In September 2012, Gardner revealed that Queen Elizabeth II had been upset some years earlier that Abu Hamza al-Masri could not be arrested. The BBC apologised later that day for the revelation.

===Other media work===
Gardner has presented a variety of documentaries for the BBC since 2011. In 2011, Gardner presented Tintin's Adventure with Frank Gardner for the BBC, a documentary in which he retraced Hergé's character Tintin's journey from Brussels to Berlin to Moscow on his first ever adventure – Tintin in the Land of the Soviets. In 2013 Gardner presented a one-hour BBC Two documentary entitled Frank Gardner's Return to Saudi Arabia, visiting the Yemeni border, Jeddah, Eastern Province and the Riyadh hospital where he recovered from his attack in 2004. In September 2015, Gardner was featured in an episode of the BBC's family history programme Who Do You Think You Are? in which he learned that he was directly descended from William the Conqueror.

In March 2012, Gardner pulled out of hosting the Counter-Terrorism and Specialist Security Awards (CTSS) amid concerns that this would compromise the BBC's impartiality.
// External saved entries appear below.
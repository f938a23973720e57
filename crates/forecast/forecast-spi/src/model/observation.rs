//! One row of the MMR time series.

use serde::{Deserialize, Serialize};
use std::collections::BTreeMap;

/// A single yearly observation.
///
/// Missing values are represented by absence: `mmr` is `None` for the query
/// year, and a covariate that was not observed has no entry in `covariates`.
/// Non-finite covariate values are treated as missing.
#[derive(Debug, Clone, PartialEq, Serialize, Deserialize)]
pub struct Observation {
    pub year: i32,
    #[serde(rename = "MMR")]
    pub mmr: Option<f64>,
    #[serde(default)]
    pub covariates: BTreeMap<String, f64>,
}

impl Observation {
    /// Create an observation with no MMR and no covariates.
    pub fn new(year: i32) -> Self {
        Self {
            year,
            mmr: None,
            covariates: BTreeMap::new(),
        }
    }

    /// Set the observed MMR.
    pub fn with_mmr(mut self, mmr: f64) -> Self {
        self.mmr = mmr.is_finite().then_some(mmr);
        self
    }

    /// Set a covariate value.
    pub fn with_covariate(self, name: impl Into<String>, value: f64) -> Self {
        self.with_optional_covariate(name, Some(value))
    }

    /// Set a covariate value that may be missing.
    pub fn with_optional_covariate(mut self, name: impl Into<String>, value: Option<f64>) -> Self {
        let name = name.into();
        match value.filter(|v| v.is_finite()) {
            Some(v) => {
                self.covariates.insert(name, v);
            }
            None => {
                self.covariates.remove(&name);
            }
        }
        self
    }

    /// Value of a covariate, `None` when missing.
    pub fn covariate(&self, name: &str) -> Option<f64> {
        self.covariates.get(name).copied()
    }
}
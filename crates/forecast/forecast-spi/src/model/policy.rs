//! Duplicate-year handling policy

use serde::{Deserialize, Serialize};
use std::fmt;
use std::str::FromStr;

/// What to do when the query year already exists in the historical series.
#[derive(Debug, Clone, Copy, PartialEq, Eq, Default, Serialize, Deserialize)]
#[serde(rename_all = "lowercase")]
pub enum DuplicateYearPolicy {
    /// The query observation replaces the historical row in the merged copy
    #[default]
    Replace,
    /// The request is rejected
    Reject,
}

impl FromStr for DuplicateYearPolicy {
    type Err = String;

    fn from_str(s: &str) -> Result<Self, Self::Err> {
        match s.trim().to_ascii_lowercase().as_str() {
            "replace" => Ok(Self::Replace),
            "reject" => Ok(Self::Reject),
            other => Err(format!(
                "unknown duplicate year policy '{}', expected 'replace' or 'reject'",
                other
            )),
        }
    }
}

impl fmt::Display for DuplicateYearPolicy {
    fn fmt(&self, f: &mut fmt::Formatter<'_>) -> fmt::Result {
        match self {
            Self::Replace => write!(f, "replace"),
            Self::Reject => write!(f, "reject"),
        }
    }
}
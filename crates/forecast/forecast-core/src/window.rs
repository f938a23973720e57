//! Trailing-window primitives over a series with missing values
//!
//! Every function is position based: element `i` of the output only looks at
//! inputs `0..=i`, and a gap in calendar years does not skip a position.

/// Value `periods` positions earlier; missing at the start of the series.
pub fn lag(values: &[Option<f64>], periods: usize) -> Vec<Option<f64>> {
    (0..values.len())
        .map(|i| i.checked_sub(periods).and_then(|j| values[j]))
        .collect()
}

/// Mean over the trailing `window` positions ending at each element.
///
/// Missing while the window is incomplete, and missing whenever any value
/// inside the window is missing. Never computed over a partial window.
pub fn rolling_mean(values: &[Option<f64>], window: usize) -> Vec<Option<f64>> {
    if window == 0 {
        return vec![None; values.len()];
    }

    (0..values.len())
        .map(|i| {
            if i + 1 < window {
                return None;
            }
            let sum = values[i + 1 - window..=i]
                .iter()
                .try_fold(0.0, |acc, v| v.map(|x| acc + x))?;
            Some(sum / window as f64)
        })
        .collect()
}

/// OLS slope over the trailing window of up to `window` positions.
///
/// Missing values are dropped before fitting and the remaining values are
/// regressed against `0..n`. Missing when fewer than `min_periods` values are
/// present.
pub fn trailing_slope(
    values: &[Option<f64>],
    window: usize,
    min_periods: usize,
) -> Vec<Option<f64>> {
    (0..values.len())
        .map(|i| {
            let start = (i + 1).saturating_sub(window);
            let present: Vec<f64> = values[start..=i].iter().flatten().copied().collect();
            if present.len() < min_periods.max(2) {
                None
            } else {
                ols_slope(&present)
            }
        })
        .collect()
}

/// Least-squares slope of `ys` against the index `0, 1, 2, ...`.
pub fn ols_slope(ys: &[f64]) -> Option<f64> {
    if ys.len() < 2 {
        return None;
    }

    let n = ys.len() as f64;
    let mut sum_x = 0.0;
    let mut sum_y = 0.0;
    let mut sum_xy = 0.0;
    let mut sum_xx = 0.0;

    for (i, &y) in ys.iter().enumerate() {
        let x = i as f64;
        sum_x += x;
        sum_y += y;
        sum_xy += x * y;
        sum_xx += x * x;
    }

    let denominator = n * sum_xx - sum_x * sum_x;
    if denominator.abs() < 1e-10 {
        return None;
    }
    Some((n * sum_xy - sum_x * sum_y) / denominator)
}
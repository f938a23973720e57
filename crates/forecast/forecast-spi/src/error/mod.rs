//! Error types for forecast operations

mod forecast_error;
mod load_error;

pub use forecast_error::ForecastError;
pub use load_error::LoadError;

/// Result type for request-scoped forecast operations
pub type Result<T> = std::result::Result<T, ForecastError>;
In June 2018, Gardner chaired the keynote stage across the first two days of the security industry event IFSEC International, taking place in the ExCeL exhibition centre in London.

In 2016, Gardner appeared on Channel 4's coverage of the Paralympic Games in Rio de Janeiro in his role as President of the GB Ski Club.

In 2016 Gardner teamed up with Benedict Allen in the BBC Two two-part documentary Birds of Paradise: The Ultimate Quest. During an expedition to Papua New Guinea, they sought the elusive birds-of-paradise (a life-long ambition of Gardner's as an experienced birdwatcher), including the King of Saxony. The programme was broadcast on 3 and 10 February 2017.

Being Frank: The Frank Gardner Story was broadcast by BBC Two on 5 November 2020. The documentary explores the challenges of being suddenly disabled.

On 24 September 2022, Gardner presented the BBC News special, Ukraine: Putin's Nuclear Threat. The documentary focuses on recent gains by Ukrainian forces in the Russo–Ukrainian War, and how it could provoke President Putin into the use of tactical nuclear weapons.

==Published works==

Gardner's Sunday Times bestseller Blood and Sand (ISBN 978-0-553-81771-3), describing his 25 years of Middle Eastern experiences, was published by Transworld in 2006. His book Far Horizons (ISBN 978-0-593-05968-5), about unusual journeys to unusual places, was published in May 2009.

Gardner's bestselling first novel, Crisis, featuring the fictional SBS officer-turned MI6 operative Luke Carlton and a ruthless Colombian drug lord, was published in June 2016. His second novel, Ultimatum, was published in June 2018 followed by the third Luke Carlton novel, Outbreak in 2021 and the forth, Invasion in 2024.

==Honours and awards==

In the 2005 Birthday Honours, Gardner was appointed an Officer of the Order of the British Empire (OBE) for services to journalism. As a Territorial Army officer, he was awarded the Efficiency Decoration (TD) for past years of service on 29 January 2008 and its replacement, the Volunteer Reserves Service Medal (VRSM), on 8 March 2011.

He has been awarded Honorary Doctorates of Law by the University of Nottingham, Staffordshire University, the University of Exeter, the University of East Anglia and the Open University. He has also received the McWhirter Award for Bravery, Spain's El Mundo Prize for International Journalism, the Zayed Medal for Journalism and been voted Person of the Year by the UK Press Gazette. He is a fellow of the Royal Geographical Society (FRGS).

==Personal life==
Gardner married New Zealand–born Amanda Pearson in 1997. The couple had two daughters before divorcing .

Gardner is a keen birdwatcher and presented a September 2009 BBC Archive Hour programme on the ornithologist Sir Peter Scott.